(DATASET CONTENT Opens)

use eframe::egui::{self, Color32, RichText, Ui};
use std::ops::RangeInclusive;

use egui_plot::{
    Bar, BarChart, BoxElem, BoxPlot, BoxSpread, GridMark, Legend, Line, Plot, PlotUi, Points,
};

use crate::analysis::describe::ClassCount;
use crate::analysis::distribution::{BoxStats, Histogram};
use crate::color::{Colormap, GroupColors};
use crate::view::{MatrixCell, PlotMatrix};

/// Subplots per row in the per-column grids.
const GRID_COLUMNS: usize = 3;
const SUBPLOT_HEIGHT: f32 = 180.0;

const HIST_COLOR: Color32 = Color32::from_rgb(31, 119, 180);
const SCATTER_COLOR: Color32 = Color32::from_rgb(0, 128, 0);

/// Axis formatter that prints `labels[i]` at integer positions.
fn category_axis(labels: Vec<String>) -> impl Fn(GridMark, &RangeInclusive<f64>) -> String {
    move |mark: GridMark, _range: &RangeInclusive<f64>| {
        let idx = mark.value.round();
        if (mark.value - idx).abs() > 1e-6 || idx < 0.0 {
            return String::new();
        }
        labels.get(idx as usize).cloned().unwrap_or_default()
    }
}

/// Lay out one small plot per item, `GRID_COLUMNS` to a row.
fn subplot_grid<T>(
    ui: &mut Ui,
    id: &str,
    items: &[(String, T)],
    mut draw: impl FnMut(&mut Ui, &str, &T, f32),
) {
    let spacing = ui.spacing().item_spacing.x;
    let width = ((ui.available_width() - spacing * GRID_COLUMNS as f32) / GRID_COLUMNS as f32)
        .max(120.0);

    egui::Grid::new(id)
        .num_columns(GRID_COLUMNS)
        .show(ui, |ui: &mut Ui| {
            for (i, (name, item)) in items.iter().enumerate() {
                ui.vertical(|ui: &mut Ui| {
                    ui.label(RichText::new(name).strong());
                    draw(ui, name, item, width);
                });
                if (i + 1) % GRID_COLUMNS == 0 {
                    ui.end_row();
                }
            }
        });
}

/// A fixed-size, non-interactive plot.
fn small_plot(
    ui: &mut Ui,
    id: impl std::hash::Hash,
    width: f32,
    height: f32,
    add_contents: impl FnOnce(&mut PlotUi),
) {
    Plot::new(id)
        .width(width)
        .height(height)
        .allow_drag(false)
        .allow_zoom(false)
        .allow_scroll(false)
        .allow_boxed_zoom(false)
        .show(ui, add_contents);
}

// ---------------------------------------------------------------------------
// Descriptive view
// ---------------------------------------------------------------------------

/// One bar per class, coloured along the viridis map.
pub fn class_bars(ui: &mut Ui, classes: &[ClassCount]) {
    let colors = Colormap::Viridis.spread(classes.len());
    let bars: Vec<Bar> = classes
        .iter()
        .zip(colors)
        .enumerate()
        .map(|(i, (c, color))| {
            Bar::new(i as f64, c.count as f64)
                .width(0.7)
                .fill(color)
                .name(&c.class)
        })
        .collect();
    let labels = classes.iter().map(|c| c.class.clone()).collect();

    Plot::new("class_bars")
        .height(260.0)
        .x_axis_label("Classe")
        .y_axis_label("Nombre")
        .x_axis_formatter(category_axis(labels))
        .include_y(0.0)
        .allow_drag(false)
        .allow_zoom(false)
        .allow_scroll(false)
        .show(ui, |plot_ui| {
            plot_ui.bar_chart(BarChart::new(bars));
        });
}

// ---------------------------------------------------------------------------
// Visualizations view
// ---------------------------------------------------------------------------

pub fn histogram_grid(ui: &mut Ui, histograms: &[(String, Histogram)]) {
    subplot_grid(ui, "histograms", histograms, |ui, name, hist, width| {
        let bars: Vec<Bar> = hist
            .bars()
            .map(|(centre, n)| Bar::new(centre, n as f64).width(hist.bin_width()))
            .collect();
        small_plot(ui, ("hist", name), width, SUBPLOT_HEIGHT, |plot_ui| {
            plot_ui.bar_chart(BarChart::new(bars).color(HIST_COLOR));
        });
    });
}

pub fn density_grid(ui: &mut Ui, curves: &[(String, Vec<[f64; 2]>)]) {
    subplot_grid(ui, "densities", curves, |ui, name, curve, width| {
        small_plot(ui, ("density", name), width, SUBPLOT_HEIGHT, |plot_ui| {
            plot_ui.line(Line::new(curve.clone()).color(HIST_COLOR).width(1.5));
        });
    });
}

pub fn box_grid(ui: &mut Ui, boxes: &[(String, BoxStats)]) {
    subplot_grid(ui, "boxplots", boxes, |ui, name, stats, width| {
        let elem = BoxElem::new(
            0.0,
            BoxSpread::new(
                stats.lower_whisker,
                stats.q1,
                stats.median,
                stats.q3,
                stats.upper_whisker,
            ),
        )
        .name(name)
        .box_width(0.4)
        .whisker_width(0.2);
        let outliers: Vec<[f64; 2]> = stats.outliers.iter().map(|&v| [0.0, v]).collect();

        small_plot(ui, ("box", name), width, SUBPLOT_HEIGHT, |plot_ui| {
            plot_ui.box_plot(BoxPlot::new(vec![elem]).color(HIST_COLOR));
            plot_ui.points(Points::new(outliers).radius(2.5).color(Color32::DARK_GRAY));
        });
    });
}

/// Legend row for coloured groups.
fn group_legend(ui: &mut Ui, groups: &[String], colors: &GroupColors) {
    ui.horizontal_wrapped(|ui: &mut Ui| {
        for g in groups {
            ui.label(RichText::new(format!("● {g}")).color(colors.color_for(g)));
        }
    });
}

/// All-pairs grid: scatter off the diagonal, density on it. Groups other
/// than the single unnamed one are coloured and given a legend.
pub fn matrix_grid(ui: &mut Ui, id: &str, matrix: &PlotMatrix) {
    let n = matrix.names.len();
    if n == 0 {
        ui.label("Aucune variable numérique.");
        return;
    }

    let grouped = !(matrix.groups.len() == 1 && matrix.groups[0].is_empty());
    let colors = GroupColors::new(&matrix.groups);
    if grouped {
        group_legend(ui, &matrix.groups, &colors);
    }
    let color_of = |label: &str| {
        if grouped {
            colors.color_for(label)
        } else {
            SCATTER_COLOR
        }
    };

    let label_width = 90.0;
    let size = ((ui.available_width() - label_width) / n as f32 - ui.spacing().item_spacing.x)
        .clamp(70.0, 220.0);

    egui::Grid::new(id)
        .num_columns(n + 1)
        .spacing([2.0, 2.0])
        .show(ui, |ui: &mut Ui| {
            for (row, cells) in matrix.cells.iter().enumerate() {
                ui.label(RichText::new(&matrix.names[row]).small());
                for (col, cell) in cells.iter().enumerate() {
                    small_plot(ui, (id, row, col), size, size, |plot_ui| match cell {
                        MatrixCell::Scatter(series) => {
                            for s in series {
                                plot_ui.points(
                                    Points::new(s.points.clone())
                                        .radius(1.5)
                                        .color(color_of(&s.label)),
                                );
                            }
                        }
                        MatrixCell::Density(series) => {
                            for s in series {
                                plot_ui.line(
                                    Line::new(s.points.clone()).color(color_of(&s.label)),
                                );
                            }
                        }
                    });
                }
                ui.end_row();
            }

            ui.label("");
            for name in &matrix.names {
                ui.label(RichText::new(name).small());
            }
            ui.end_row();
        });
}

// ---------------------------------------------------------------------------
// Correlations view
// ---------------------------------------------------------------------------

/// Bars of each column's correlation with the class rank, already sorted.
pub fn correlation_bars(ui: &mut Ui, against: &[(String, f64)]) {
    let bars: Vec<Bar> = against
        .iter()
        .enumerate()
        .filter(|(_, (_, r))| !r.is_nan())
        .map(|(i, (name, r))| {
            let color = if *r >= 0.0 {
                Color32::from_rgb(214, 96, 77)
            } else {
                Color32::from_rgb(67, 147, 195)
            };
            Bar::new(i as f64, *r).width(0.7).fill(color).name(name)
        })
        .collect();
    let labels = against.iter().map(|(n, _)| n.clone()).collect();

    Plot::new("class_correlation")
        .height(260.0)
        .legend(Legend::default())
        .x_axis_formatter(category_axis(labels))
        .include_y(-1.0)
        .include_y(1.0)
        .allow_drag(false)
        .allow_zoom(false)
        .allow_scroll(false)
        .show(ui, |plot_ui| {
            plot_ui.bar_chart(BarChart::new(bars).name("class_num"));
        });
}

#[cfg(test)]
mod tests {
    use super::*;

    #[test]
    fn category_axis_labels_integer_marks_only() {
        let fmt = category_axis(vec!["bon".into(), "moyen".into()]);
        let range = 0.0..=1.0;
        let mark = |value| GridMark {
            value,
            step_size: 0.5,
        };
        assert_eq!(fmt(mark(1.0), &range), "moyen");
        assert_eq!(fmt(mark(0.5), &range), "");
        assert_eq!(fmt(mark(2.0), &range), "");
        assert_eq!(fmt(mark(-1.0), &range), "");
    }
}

(DATASET CONTENT Closes)
(DATASET CONTENT Opens)

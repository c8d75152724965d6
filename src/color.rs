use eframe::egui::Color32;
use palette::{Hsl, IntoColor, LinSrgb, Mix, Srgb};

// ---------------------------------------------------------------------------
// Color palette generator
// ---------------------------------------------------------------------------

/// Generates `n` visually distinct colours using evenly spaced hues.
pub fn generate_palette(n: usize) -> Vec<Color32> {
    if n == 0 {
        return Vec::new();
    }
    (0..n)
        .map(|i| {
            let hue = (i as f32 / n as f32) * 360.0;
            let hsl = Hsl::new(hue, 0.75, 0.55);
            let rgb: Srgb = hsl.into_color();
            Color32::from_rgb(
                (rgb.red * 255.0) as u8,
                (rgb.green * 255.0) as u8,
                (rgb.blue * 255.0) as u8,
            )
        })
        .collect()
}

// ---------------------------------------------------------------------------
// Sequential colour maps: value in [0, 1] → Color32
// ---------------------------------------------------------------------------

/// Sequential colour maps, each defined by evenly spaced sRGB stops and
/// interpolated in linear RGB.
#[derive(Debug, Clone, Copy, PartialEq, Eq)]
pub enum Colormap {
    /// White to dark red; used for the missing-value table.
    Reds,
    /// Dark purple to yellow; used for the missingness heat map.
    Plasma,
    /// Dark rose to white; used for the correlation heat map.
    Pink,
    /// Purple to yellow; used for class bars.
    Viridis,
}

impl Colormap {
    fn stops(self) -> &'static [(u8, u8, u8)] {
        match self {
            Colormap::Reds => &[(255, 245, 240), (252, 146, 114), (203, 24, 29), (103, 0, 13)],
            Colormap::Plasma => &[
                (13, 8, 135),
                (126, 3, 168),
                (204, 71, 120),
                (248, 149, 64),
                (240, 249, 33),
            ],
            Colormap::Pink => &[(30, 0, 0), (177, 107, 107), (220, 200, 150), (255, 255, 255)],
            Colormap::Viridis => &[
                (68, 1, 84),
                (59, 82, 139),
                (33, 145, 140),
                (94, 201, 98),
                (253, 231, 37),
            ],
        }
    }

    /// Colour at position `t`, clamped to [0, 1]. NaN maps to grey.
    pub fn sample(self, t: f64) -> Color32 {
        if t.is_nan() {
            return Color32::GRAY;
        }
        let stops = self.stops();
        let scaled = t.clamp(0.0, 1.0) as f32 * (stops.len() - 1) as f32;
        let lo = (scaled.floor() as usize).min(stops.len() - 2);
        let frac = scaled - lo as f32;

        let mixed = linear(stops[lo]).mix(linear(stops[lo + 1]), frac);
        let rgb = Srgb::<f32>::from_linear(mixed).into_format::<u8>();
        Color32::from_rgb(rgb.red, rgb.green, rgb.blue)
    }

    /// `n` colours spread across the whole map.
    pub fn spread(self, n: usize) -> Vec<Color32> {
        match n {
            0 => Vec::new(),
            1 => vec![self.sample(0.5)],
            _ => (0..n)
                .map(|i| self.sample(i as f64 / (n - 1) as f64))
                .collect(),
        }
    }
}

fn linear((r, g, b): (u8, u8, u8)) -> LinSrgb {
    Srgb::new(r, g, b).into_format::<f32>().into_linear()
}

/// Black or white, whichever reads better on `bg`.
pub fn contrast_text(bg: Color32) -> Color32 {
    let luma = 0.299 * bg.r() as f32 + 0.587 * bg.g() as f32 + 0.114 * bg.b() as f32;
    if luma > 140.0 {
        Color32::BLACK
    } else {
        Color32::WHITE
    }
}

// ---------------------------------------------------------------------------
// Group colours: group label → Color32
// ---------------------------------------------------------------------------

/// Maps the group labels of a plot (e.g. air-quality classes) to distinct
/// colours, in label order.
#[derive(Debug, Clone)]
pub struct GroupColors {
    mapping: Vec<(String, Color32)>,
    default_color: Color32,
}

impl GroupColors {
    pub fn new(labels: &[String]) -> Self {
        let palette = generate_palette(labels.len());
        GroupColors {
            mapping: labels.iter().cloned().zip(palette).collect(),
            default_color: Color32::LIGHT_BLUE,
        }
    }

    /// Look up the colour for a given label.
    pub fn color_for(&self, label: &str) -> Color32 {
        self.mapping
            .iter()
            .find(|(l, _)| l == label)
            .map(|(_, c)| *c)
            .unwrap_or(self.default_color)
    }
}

(DATASET CONTENT Closes)

Reproduce, character for character, only the lines of the preceding data that start at the line with "let grouped = !(matrix.groups.len()" and end at the line with "for name in", both included.

**ANSWER TO THIS EXERCISE:**
    let grouped = !(matrix.groups.len() == 1 && matrix.groups[0].is_empty());
    let colors = GroupColors::new(&matrix.groups);
    if grouped {
        group_legend(ui, &matrix.groups, &colors);
    }
    let color_of = |label: &str| {
        if grouped {
            colors.color_for(label)
        } else {
            SCATTER_COLOR
        }
    };

    let label_width = 90.0;
    let size = ((ui.available_width() - label_width) / n as f32 - ui.spacing().item_spacing.x)
        .clamp(70.0, 220.0);

    egui::Grid::new(id)
        .num_columns(n + 1)
        .spacing([2.0, 2.0])
        .show(ui, |ui: &mut Ui| {
            for (row, cells) in matrix.cells.iter().enumerate() {
                ui.label(RichText::new(&matrix.names[row]).small());
                for (col, cell) in cells.iter().enumerate() {
                    small_plot(ui, (id, row, col), size, size, |plot_ui| match cell {
                        MatrixCell::Scatter(series) => {
                            for s in series {
                                plot_ui.points(
                                    Points::new(s.points.clone())
                                        .radius(1.5)
                                        .color(color_of(&s.label)),
                                );
                            }
                        }
                        MatrixCell::Density(series) => {
                            for s in series {
                                plot_ui.line(
                                    Line::new(s.points.clone()).color(color_of(&s.label)),
                                );
                            }
                        }
                    });
                }
                ui.end_row();
            }

            ui.label("");
            for name in &matrix.names {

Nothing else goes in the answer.